WHAT IS REQUIRED: Go through the records and report each line in which the word "Validation" occurs.

──────────────────────────────

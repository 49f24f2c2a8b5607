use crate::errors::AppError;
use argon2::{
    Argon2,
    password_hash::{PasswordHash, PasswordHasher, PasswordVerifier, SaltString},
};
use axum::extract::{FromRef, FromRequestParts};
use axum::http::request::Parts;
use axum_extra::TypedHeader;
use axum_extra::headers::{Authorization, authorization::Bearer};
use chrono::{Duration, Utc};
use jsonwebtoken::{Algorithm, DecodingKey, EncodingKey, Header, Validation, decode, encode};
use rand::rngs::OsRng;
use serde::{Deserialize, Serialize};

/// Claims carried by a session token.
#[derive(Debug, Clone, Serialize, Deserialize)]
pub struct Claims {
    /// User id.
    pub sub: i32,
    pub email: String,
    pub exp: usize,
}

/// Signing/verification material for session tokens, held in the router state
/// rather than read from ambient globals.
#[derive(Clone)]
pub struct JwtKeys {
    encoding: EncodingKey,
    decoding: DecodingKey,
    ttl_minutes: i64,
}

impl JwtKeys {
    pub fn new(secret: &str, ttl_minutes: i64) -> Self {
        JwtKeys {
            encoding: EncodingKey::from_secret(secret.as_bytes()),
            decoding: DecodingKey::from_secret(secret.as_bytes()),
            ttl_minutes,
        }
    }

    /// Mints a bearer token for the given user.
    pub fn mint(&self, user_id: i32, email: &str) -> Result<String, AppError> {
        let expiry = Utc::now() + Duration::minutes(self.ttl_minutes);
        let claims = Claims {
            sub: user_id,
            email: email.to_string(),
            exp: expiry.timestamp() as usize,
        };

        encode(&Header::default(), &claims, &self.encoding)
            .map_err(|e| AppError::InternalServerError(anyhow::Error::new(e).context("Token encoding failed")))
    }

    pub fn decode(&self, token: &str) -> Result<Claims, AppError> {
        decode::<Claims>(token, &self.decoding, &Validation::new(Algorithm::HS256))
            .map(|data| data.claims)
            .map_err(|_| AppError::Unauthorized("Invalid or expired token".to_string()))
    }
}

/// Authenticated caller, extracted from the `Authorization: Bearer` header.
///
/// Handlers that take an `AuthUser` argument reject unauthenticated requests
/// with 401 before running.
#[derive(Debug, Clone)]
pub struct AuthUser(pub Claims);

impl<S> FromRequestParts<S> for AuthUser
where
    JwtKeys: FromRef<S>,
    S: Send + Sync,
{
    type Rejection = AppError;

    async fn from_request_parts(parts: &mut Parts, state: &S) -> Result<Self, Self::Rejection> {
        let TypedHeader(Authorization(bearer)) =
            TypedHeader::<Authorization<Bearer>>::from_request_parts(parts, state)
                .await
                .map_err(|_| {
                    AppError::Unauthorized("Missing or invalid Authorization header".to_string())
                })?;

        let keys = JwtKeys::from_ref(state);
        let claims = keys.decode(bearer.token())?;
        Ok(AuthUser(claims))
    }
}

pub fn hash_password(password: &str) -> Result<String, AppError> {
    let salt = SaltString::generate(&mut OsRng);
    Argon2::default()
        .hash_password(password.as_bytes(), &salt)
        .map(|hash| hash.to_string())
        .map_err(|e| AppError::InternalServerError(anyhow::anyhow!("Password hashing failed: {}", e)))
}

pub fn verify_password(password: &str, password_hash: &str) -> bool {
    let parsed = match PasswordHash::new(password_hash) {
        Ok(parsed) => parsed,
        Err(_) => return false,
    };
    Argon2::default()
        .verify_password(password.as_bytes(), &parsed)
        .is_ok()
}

──────────────────────────────

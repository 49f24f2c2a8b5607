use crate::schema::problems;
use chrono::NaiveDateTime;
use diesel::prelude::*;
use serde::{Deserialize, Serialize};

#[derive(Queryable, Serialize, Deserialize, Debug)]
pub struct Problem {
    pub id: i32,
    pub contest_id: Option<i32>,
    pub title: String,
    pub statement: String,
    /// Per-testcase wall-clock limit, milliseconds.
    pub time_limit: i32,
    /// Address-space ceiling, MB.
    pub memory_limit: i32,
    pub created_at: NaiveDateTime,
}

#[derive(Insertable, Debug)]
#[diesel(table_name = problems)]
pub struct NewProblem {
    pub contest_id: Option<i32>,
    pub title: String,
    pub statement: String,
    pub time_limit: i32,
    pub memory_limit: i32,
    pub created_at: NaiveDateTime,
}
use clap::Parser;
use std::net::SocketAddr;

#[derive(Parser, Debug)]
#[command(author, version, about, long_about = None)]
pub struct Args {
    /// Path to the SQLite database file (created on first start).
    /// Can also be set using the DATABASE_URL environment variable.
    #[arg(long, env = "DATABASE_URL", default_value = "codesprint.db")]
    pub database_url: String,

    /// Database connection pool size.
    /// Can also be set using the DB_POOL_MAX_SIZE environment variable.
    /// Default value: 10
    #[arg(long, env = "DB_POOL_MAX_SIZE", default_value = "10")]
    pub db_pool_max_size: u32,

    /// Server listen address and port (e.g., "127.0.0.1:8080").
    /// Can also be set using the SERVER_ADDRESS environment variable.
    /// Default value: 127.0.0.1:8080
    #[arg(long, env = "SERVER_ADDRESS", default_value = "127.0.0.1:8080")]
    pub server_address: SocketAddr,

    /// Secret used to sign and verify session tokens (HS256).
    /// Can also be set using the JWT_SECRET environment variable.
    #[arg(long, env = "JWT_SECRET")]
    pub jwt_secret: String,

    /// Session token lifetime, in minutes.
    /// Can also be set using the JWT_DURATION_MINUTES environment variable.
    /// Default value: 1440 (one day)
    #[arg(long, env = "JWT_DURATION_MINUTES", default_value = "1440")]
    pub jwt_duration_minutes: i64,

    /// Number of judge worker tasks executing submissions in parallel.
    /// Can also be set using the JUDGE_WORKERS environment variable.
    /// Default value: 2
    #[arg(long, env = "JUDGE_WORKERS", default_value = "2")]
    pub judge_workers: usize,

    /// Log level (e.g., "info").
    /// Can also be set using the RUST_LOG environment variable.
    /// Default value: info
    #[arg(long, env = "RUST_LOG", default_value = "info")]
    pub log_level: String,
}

──────────────────────────────

RESULT OF THE EXERCISE:
use jsonwebtoken::{Algorithm, DecodingKey, EncodingKey, Header, Validation, decode, encode};
        decode::<Claims>(token, &self.decoding, &Validation::new(Algorithm::HS256))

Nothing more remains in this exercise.